Ces jeunes individus peuvent montrer des motivations et des centres d'intérêts qualitativement
différents de ceux de leurs camarades. Leur soif d'apprendre se manifeste très tôt pour des
matières comme les sciences, la philosophie, la métaphysique, les mathématiques… sans pour
autant briller par des résultats spectaculaires, à l'école.

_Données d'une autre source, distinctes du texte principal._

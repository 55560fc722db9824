//! `jobscout`: sign in, collect posting IDs for a search, scrape each posting.

mod phases;
mod prompt;
#[cfg(test)]
mod test_support;

use anyhow::{Context, Result};
use clap::Parser;
use jobscout_auth::{login, Credentials};
use jobscout_browser::{BrowserActions, BrowserEngine, BrowserError, LaunchOptions};
use jobscout_core::AppConfig;
use jobscout_scanner::{login_url, ScanSettings, SiteDefinition};
use prompt::Prompter;
use std::future::Future;
use std::path::PathBuf;
use tracing::{info, warn};

#[derive(Debug, Parser)]
#[command(
    name = "jobscout",
    version,
    about = "Scrape job postings: collect posting IDs for a search, then each posting's details"
)]
struct Args {
    /// Path to the Chrome/Chromium executable
    #[arg(short = 'c', long = "chrome", value_name = "PATH")]
    chrome: Option<PathBuf>,

    /// Test mode: read IDs from the test identifier file and only write the
    /// test record file
    #[arg(short, long)]
    test: bool,

    /// Scrape posting IDs for a new search into a timestamped file
    #[arg(long)]
    id: bool,

    /// Scrape posting details for the most recent identifier file
    #[arg(long)]
    info: bool,

    /// Prompt for the username and password instead of reading the credential file
    #[arg(long)]
    manual_login: bool,

    /// Configuration file to use instead of the default location
    #[arg(long, value_name = "FILE")]
    config: Option<PathBuf>,

    /// Search keywords (prompted when absent)
    #[arg(long)]
    keywords: Option<String>,

    /// Search location (prompted when absent)
    #[arg(long)]
    location: Option<String>,

    /// Number of result pages to scrape, 0 for all (prompted when absent)
    #[arg(long)]
    pages: Option<u32>,

    /// Answer yes to confirmation prompts
    #[arg(short, long)]
    yes: bool,

    /// Verbose logging
    #[arg(short, long)]
    verbose: bool,
}

/// Initialize tracing subscriber for logging
fn init_tracing(verbose: bool) {
    use tracing_subscriber::{fmt, prelude::*, EnvFilter};

    let default = if verbose {
        "info,jobscout=debug"
    } else {
        "warn,jobscout=info"
    };
    let filter = EnvFilter::try_from_default_env().unwrap_or_else(|_| EnvFilter::new(default));

    tracing_subscriber::registry()
        .with(fmt::layer().with_target(true))
        .with(filter)
        .init();
}

#[tokio::main]
async fn main() -> Result<()> {
    let args = Args::parse();
    init_tracing(args.verbose);

    info!("Starting jobscout v{}", env!("CARGO_PKG_VERSION"));

    let mut config =
        AppConfig::load_with_env(args.config.as_deref()).context("failed to load configuration")?;
    if let Some(chrome) = &args.chrome {
        config.browser.executable = Some(chrome.clone());
    }

    if !args.id && !args.info {
        println!("Nothing to do: pass --id to scrape posting IDs and/or --info to scrape posting details.");
        return Ok(());
    }

    let site = SiteDefinition::load_or_default(config.scraping.site_definition.as_deref())
        .context("failed to load site definition")?;

    let launch = LaunchOptions::from_config(&config.browser)
        .with_poll_interval(config.scraping.poll_interval());
    launch
        .check_executable()
        .context("Chrome executable not found; pass --chrome <PATH> or set JOBSCOUT_CHROME")?;

    let prompter = Prompter::new(args.yes);
    let credentials = if args.manual_login {
        prompter.credentials()?
    } else {
        Credentials::from_file(&config.paths.credentials_file)?
    };

    let engine = BrowserEngine::launch(launch)
        .await
        .context("failed to start the browser")?;

    let outcome = run(&engine, &site, &config, &args, &prompter, &credentials).await;
    close_after(outcome, engine.close()).await?;
    println!("DONE");
    Ok(())
}

/// Close the session, then hand back the run's outcome unchanged.
async fn close_after<C>(outcome: Result<()>, close: C) -> Result<()>
where
    C: Future<Output = Result<(), BrowserError>>,
{
    println!("{}", "-".repeat(30));
    if let Err(e) = close.await {
        warn!(error = %e, "Browser did not shut down cleanly");
    }
    println!("Driver closed.");
    outcome
}

/// Everything between launching and closing the browser.
async fn run<B: BrowserActions + ?Sized>(
    engine: &B,
    site: &SiteDefinition,
    config: &AppConfig,
    args: &Args,
    prompter: &Prompter,
    credentials: &Credentials,
) -> Result<()> {
    println!("Logging in...");
    login(
        engine,
        credentials,
        &login_url(site),
        &site.login,
        config.scraping.wait_timeout(),
    )
    .await
    .context("login failed")?;
    println!("Login successful.");

    let settings = ScanSettings::from(&config.scraping);

    if args.id {
        let query = prompter.search_query(
            args.keywords.as_deref(),
            args.location.as_deref(),
            args.pages,
        )?;
        phases::scrape_ids(engine, site, config, &settings, &query, args.test).await?;
    }

    if args.info {
        phases::scrape_info(engine, site, config, &settings, prompter, args.test).await?;
    }

    Ok(())
}

#[cfg(test)]
mod tests {
    use super::*;
    use crate::test_support::OfflineBrowser;
    use clap::CommandFactory;
    use std::sync::atomic::{AtomicBool, Ordering};
    use tempfile::TempDir;

    #[test]
    fn test_cli_definition() {
        Args::command().debug_assert();
    }

    #[test]
    fn test_short_flags() {
        let args = Args::try_parse_from([
            "jobscout",
            "-c",
            "/usr/bin/chromium",
            "-t",
            "--id",
            "--info",
            "--manual-login",
        ])
        .expect("parse flags");

        assert_eq!(args.chrome, Some(PathBuf::from("/usr/bin/chromium")));
        assert!(args.test);
        assert!(args.id);
        assert!(args.info);
        assert!(args.manual_login);
        assert!(!args.yes);
    }

    #[test]
    fn test_search_flags() {
        let args = Args::try_parse_from([
            "jobscout",
            "--id",
            "--keywords",
            "rust developer",
            "--location",
            "Berlin",
            "--pages",
            "3",
            "--yes",
        ])
        .expect("parse flags");

        assert_eq!(args.keywords.as_deref(), Some("rust developer"));
        assert_eq!(args.location.as_deref(), Some("Berlin"));
        assert_eq!(args.pages, Some(3));
        assert!(args.yes);
    }

    #[test]
    fn test_pages_must_be_integer() {
        assert!(Args::try_parse_from(["jobscout", "--pages", "two"]).is_err());
    }

    #[tokio::test]
    async fn test_session_closed_when_phase_fails() {
        let tmp = TempDir::new().expect("create temp dir");
        let mut config = AppConfig::default();
        config.paths.id_dir = tmp.path().join("job_id_dir");
        config.paths.info_dir = tmp.path().join("job_info_dir");
        let args = Args::try_parse_from(["jobscout", "--info", "--yes"]).expect("parse flags");
        let browser = OfflineBrowser::default();
        let credentials = Credentials::new("me@example.com", "hunter2").expect("valid credentials");

        // No identifier files yet, so the info phase fails after login
        let outcome = run(
            &browser,
            &SiteDefinition::default(),
            &config,
            &args,
            &Prompter::new(true),
            &credentials,
        )
        .await;
        assert!(outcome.is_err());
        assert_eq!(browser.visited().len(), 1, "only the login page was visited");

        let closed = AtomicBool::new(false);
        let result = close_after(outcome, async {
            closed.store(true, Ordering::SeqCst);
            Ok::<(), BrowserError>(())
        })
        .await;

        assert!(closed.load(Ordering::SeqCst));
        let err = result.expect_err("phase failure is still reported");
        assert!(format!("{err:#}").contains("run with --id first"));
    }

    #[tokio::test]
    async fn test_close_failure_does_not_mask_success() {
        let result = close_after(Ok(()), async {
            Err(BrowserError::ChromiumError("already gone".to_string()))
        })
        .await;
        assert!(result.is_ok());
    }
}
use crate::error::Result;
use crate::site::{compile_selector, ListingSelectors};
use jobscout_core::PostingId;
use scraper::{Html, Selector};
use tracing::trace;

/// Identifiers read off one results page.
#[derive(Debug, Clone, Default, PartialEq, Eq)]
pub struct PageScan {
    pub ids: Vec<PostingId>,
    /// Entries whose identifier attribute was missing or not numeric
    pub failed: usize,
}

/// Reads the search results page with selectors compiled once up front.
#[derive(Debug, Clone)]
pub struct ListingParser {
    pagination: Selector,
    result_item: Selector,
    id_attribute: String,
}

impl ListingParser {
    pub fn new(selectors: &ListingSelectors) -> Result<Self> {
        Ok(Self {
            pagination: compile_selector("listing.pagination_pages", &selectors.pagination_pages)?,
            result_item: compile_selector("listing.result_item", &selectors.result_item)?,
            id_attribute: selectors.id_attribute.clone(),
        })
    }

    /// Highest page number shown in the pagination control.
    ///
    /// Entries that are not numbers ("…", "Next") are skipped. `None` means
    /// the control is absent or carries no page number at all.
    pub fn max_page(&self, html: &str) -> Option<u32> {
        let document = Html::parse_document(html);
        document
            .select(&self.pagination)
            .filter_map(|li| li.text().collect::<String>().trim().parse::<u32>().ok())
            .max()
    }

    /// Read every result entry's identifier attribute.
    ///
    /// Entries that fail are counted, the rest of the page still counts.
    pub fn posting_ids(&self, html: &str) -> PageScan {
        let document = Html::parse_document(html);
        let mut scan = PageScan::default();

        for entry in document.select(&self.result_item) {
            match entry
                .value()
                .attr(&self.id_attribute)
                .map(PostingId::parse)
            {
                Some(Ok(id)) => scan.ids.push(id),
                Some(Err(e)) => {
                    trace!(error = %e, "unparseable posting id");
                    scan.failed += 1;
                }
                None => scan.failed += 1,
            }
        }

        scan
    }
}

Ni surdoué, ni précoce, ni bizarre
Professeur en pédopsychiatrie, chef du Service Hospitalo-Universitaire de Psychiatrie de l'Enfant
et de l'Adolescent du CNAHP2 de Rennes, Sylvie Tordjman nous apprend que 90 %3 de ses jeunes
patients sont en échec scolaire. « D'où l'importance de l'appellation ». Selon la spécialiste, le
terme « surdoué » que l'on a longtemps préféré à « haut(s) potentiel(s) », conduit les jeunes à un
comportement excessif.
« Doué » renvoi au don et « sur- » à l'abondance. De plus, cette désignation induit une
problématique de dette : ils sont porteurs d'une mission par rapport à l'entourage, à la famille, à
la fratrie… ». Sylvie Tordjman a aussi constaté que bien souvent, on passait de « surdoué » à « LE
surdoué ». Ce glissement peut amener l'enfant à un état quasi dépressif comme si son identité se
fondait autour de sa dénomination et de ses caractéristiques. À ce propos quelles sont-elles ?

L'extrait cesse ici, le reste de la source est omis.